● Extracted records
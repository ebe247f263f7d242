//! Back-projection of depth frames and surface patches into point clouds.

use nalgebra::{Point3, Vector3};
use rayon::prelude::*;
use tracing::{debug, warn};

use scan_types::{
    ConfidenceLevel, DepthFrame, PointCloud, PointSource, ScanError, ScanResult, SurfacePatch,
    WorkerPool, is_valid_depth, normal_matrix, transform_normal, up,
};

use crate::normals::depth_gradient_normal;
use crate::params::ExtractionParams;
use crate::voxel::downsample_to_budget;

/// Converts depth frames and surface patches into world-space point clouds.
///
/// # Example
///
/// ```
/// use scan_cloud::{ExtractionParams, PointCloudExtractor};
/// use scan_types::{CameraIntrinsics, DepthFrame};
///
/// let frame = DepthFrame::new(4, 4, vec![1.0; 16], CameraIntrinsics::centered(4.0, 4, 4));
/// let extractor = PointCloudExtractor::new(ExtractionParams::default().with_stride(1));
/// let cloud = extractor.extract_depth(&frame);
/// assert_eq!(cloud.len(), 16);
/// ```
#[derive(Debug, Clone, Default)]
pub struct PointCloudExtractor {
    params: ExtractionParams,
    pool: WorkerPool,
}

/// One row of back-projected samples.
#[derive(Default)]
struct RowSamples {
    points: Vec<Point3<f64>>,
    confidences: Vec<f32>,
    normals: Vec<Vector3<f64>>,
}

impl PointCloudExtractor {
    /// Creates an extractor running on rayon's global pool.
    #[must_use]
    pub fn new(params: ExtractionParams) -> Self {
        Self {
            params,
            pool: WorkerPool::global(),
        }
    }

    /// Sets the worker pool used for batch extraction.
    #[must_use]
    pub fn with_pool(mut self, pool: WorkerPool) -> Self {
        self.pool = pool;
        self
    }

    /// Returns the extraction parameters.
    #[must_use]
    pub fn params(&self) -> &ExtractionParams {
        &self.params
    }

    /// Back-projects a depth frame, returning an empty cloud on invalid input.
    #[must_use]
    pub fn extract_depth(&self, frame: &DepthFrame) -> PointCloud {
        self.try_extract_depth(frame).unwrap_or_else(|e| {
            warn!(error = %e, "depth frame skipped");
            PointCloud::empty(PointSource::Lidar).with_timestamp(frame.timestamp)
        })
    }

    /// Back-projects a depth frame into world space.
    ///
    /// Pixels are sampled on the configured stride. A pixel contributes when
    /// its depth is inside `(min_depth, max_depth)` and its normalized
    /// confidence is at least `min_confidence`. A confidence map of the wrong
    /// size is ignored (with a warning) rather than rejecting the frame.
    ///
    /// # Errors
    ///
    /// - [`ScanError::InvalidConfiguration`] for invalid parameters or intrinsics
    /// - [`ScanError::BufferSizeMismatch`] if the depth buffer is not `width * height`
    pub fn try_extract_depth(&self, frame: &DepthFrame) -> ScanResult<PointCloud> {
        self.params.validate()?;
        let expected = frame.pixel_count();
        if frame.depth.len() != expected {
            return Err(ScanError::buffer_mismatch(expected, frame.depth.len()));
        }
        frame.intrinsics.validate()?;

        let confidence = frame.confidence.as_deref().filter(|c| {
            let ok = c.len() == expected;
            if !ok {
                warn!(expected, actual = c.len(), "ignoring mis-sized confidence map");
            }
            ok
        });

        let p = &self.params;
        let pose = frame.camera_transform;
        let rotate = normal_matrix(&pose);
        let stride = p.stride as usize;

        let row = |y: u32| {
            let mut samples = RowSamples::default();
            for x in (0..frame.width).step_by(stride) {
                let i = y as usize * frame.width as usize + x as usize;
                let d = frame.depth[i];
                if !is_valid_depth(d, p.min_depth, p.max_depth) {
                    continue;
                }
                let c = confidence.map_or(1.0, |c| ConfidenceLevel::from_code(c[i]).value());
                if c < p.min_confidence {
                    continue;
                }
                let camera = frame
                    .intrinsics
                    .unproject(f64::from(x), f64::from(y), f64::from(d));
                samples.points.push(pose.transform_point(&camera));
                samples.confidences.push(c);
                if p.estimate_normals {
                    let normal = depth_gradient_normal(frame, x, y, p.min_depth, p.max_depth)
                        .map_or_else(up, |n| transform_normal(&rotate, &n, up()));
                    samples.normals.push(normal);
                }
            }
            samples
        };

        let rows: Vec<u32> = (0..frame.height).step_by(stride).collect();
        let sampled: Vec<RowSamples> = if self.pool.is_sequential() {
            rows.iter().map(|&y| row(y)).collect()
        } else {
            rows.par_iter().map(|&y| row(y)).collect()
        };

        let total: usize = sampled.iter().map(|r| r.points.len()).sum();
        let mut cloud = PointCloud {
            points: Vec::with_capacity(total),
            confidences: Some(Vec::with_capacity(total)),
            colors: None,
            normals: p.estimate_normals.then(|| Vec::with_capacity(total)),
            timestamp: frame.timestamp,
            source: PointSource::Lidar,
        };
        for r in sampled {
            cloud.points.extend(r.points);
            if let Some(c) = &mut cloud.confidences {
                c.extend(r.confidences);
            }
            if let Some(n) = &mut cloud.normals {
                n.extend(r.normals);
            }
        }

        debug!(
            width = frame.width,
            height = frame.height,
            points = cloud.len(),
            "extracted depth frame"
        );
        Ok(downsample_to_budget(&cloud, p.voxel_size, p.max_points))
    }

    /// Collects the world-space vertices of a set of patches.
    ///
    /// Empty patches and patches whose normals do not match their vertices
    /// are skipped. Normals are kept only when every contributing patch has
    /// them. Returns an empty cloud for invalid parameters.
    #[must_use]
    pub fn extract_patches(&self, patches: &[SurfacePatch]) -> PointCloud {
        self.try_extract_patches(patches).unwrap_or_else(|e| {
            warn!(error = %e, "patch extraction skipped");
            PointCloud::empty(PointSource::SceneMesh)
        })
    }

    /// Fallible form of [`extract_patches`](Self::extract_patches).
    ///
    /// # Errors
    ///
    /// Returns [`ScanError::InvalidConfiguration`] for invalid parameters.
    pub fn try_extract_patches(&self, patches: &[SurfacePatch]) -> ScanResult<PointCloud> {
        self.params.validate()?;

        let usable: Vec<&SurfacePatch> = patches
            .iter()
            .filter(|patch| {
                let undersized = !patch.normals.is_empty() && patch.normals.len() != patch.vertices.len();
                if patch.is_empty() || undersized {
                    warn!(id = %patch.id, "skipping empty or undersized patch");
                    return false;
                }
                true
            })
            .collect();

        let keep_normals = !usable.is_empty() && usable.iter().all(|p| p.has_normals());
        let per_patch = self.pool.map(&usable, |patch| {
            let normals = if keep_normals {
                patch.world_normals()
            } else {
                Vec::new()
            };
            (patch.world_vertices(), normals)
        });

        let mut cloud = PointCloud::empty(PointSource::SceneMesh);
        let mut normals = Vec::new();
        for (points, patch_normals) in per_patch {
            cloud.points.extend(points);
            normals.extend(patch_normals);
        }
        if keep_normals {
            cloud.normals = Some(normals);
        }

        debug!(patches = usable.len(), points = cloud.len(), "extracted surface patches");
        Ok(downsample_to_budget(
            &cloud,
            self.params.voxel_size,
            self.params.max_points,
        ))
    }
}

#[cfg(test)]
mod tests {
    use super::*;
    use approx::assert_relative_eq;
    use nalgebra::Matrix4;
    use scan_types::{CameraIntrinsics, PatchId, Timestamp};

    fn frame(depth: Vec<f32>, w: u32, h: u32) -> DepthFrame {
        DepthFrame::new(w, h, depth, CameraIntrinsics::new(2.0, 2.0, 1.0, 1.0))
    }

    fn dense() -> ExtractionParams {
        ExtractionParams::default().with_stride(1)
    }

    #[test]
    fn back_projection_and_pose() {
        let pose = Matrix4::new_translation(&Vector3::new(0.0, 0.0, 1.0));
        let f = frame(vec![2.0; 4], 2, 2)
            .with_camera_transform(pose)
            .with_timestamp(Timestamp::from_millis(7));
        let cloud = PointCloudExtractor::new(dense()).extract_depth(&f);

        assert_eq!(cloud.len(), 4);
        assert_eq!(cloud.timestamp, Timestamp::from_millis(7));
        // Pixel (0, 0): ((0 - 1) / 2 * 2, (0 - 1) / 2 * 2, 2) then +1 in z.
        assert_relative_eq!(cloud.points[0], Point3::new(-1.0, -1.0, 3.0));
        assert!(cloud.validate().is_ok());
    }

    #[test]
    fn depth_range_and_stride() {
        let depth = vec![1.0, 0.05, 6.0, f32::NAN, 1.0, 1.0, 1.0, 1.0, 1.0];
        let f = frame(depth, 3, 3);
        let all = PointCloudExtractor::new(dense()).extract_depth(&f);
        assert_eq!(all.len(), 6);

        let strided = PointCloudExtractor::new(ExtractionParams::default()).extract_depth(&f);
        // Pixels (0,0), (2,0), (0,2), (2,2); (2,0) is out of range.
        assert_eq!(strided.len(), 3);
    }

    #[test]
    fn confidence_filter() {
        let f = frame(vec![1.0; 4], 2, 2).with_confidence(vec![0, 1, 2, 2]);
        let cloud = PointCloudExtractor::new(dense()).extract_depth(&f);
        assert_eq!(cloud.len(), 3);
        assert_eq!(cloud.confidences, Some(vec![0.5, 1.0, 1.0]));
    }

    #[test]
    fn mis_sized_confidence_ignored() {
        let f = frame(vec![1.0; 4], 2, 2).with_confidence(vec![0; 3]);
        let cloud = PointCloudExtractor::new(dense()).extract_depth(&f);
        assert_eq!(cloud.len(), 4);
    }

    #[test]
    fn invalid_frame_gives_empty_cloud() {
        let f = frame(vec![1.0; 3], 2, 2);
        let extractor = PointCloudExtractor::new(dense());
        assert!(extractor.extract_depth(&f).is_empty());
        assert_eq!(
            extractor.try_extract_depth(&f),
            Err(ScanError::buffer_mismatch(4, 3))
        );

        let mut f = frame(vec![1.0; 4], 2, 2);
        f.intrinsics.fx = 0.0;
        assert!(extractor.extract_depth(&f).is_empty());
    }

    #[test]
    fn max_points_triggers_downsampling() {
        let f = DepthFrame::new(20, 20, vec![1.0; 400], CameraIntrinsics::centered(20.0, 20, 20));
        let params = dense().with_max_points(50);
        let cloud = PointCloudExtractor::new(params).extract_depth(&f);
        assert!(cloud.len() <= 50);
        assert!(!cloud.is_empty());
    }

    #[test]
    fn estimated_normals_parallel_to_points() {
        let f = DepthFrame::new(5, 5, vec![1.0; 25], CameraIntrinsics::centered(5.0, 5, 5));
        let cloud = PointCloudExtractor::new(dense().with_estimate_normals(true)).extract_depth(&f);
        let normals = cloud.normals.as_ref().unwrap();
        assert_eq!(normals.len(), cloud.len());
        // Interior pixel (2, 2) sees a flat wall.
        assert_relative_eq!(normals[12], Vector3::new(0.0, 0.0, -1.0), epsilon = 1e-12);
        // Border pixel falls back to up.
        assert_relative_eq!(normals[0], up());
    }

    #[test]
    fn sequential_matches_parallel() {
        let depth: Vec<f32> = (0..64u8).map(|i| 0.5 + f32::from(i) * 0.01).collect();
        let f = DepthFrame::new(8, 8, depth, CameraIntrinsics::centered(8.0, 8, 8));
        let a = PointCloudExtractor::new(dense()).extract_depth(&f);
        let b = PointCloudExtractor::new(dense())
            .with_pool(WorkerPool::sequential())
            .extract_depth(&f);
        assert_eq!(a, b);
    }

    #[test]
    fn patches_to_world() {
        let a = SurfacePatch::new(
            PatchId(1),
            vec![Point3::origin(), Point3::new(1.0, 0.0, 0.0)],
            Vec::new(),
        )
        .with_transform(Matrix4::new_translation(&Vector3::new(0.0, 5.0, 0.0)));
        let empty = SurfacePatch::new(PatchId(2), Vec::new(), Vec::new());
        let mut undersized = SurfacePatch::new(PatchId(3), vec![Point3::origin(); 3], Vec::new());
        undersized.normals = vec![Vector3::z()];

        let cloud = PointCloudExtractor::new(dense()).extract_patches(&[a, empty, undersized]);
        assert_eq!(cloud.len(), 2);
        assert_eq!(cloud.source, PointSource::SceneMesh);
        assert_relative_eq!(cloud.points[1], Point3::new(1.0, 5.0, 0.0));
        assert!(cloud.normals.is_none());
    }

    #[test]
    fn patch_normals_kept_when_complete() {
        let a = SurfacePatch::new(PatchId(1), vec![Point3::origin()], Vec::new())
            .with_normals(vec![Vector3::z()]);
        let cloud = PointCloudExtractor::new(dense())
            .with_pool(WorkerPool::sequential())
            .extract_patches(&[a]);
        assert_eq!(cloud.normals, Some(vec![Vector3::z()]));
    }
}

==

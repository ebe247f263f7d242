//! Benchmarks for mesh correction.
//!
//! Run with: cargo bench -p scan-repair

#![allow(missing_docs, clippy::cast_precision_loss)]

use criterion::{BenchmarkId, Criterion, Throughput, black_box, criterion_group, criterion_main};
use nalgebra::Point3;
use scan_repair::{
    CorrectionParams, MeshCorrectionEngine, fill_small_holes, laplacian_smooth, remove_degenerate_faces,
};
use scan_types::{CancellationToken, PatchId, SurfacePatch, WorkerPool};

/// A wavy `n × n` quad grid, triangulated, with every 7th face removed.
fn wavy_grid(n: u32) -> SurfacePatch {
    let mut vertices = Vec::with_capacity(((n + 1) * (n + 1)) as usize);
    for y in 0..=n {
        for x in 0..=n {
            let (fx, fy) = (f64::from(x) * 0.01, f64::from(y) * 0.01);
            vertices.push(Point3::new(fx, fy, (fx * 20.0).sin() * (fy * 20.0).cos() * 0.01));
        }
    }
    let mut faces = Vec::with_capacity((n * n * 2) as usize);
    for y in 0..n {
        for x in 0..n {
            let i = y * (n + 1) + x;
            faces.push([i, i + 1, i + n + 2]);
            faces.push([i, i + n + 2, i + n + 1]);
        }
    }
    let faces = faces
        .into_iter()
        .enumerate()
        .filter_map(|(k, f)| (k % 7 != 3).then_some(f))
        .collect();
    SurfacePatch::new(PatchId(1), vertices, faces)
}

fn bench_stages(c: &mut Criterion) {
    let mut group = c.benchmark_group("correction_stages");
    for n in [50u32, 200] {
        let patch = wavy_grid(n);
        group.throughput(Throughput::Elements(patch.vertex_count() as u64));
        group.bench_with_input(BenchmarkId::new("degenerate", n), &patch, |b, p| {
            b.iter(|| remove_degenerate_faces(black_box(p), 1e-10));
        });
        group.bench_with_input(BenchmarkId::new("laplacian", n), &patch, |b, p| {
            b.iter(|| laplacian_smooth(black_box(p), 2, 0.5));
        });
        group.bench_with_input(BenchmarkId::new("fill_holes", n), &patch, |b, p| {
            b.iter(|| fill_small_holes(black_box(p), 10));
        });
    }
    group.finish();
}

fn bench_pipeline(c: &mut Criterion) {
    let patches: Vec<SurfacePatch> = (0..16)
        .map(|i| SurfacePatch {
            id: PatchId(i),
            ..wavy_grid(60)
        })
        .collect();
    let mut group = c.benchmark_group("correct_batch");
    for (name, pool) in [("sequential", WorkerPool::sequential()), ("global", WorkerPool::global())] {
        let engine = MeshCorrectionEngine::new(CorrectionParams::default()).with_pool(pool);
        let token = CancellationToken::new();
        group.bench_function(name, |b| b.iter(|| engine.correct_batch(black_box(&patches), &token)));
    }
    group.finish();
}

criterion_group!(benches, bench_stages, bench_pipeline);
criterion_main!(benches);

...

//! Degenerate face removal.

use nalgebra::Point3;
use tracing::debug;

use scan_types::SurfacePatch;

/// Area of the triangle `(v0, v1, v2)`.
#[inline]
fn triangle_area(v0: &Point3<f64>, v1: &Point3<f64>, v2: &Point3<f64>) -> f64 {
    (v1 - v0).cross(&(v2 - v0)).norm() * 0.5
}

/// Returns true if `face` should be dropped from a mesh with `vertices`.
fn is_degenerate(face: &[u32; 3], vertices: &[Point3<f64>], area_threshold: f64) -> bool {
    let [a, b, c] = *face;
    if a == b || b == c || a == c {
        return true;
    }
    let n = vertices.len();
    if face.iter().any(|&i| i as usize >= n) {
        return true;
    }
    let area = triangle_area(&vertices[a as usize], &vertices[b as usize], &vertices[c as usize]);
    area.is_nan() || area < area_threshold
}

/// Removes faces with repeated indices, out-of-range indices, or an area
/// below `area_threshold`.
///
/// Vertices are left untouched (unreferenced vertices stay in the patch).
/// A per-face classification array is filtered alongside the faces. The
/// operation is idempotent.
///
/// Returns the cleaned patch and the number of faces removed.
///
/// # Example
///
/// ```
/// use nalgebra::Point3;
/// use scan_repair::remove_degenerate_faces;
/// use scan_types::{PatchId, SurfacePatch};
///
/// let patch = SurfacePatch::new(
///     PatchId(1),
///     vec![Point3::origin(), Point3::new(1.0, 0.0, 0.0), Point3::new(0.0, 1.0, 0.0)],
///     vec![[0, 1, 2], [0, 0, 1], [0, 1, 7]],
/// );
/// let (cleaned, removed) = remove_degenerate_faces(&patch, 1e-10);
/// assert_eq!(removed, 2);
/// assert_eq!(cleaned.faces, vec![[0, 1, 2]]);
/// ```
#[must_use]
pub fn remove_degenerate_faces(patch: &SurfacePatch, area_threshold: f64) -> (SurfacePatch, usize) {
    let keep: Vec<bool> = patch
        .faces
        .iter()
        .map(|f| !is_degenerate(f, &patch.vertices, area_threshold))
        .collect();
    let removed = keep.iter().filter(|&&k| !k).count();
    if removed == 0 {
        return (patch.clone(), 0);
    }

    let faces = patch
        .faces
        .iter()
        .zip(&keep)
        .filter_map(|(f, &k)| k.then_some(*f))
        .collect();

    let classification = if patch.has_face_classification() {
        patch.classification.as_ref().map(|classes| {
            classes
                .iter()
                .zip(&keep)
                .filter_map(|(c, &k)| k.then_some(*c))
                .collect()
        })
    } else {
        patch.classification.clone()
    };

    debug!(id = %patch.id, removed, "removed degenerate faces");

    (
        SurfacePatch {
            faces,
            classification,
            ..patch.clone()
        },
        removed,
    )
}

● Problem to solve
What you give back should be only the lines of the records above, starting at the line with "faces.push([i, i + 1, i" and ending at the line with "b.iter(|| fill_small_holes(black_box(p), 10));", restated word for word.

● Task output
            faces.push([i, i + 1, i + n + 2]);
            faces.push([i, i + n + 2, i + n + 1]);
        }
    }
    let faces = faces
        .into_iter()
        .enumerate()
        .filter_map(|(k, f)| (k % 7 != 3).then_some(f))
        .collect();
    SurfacePatch::new(PatchId(1), vertices, faces)
}

fn bench_stages(c: &mut Criterion) {
    let mut group = c.benchmark_group("correction_stages");
    for n in [50u32, 200] {
        let patch = wavy_grid(n);
        group.throughput(Throughput::Elements(patch.vertex_count() as u64));
        group.bench_with_input(BenchmarkId::new("degenerate", n), &patch, |b, p| {
            b.iter(|| remove_degenerate_faces(black_box(p), 1e-10));
        });
        group.bench_with_input(BenchmarkId::new("laplacian", n), &patch, |b, p| {
            b.iter(|| laplacian_smooth(black_box(p), 2, 0.5));
        });
        group.bench_with_input(BenchmarkId::new("fill_holes", n), &patch, |b, p| {
            b.iter(|| fill_small_holes(black_box(p), 10));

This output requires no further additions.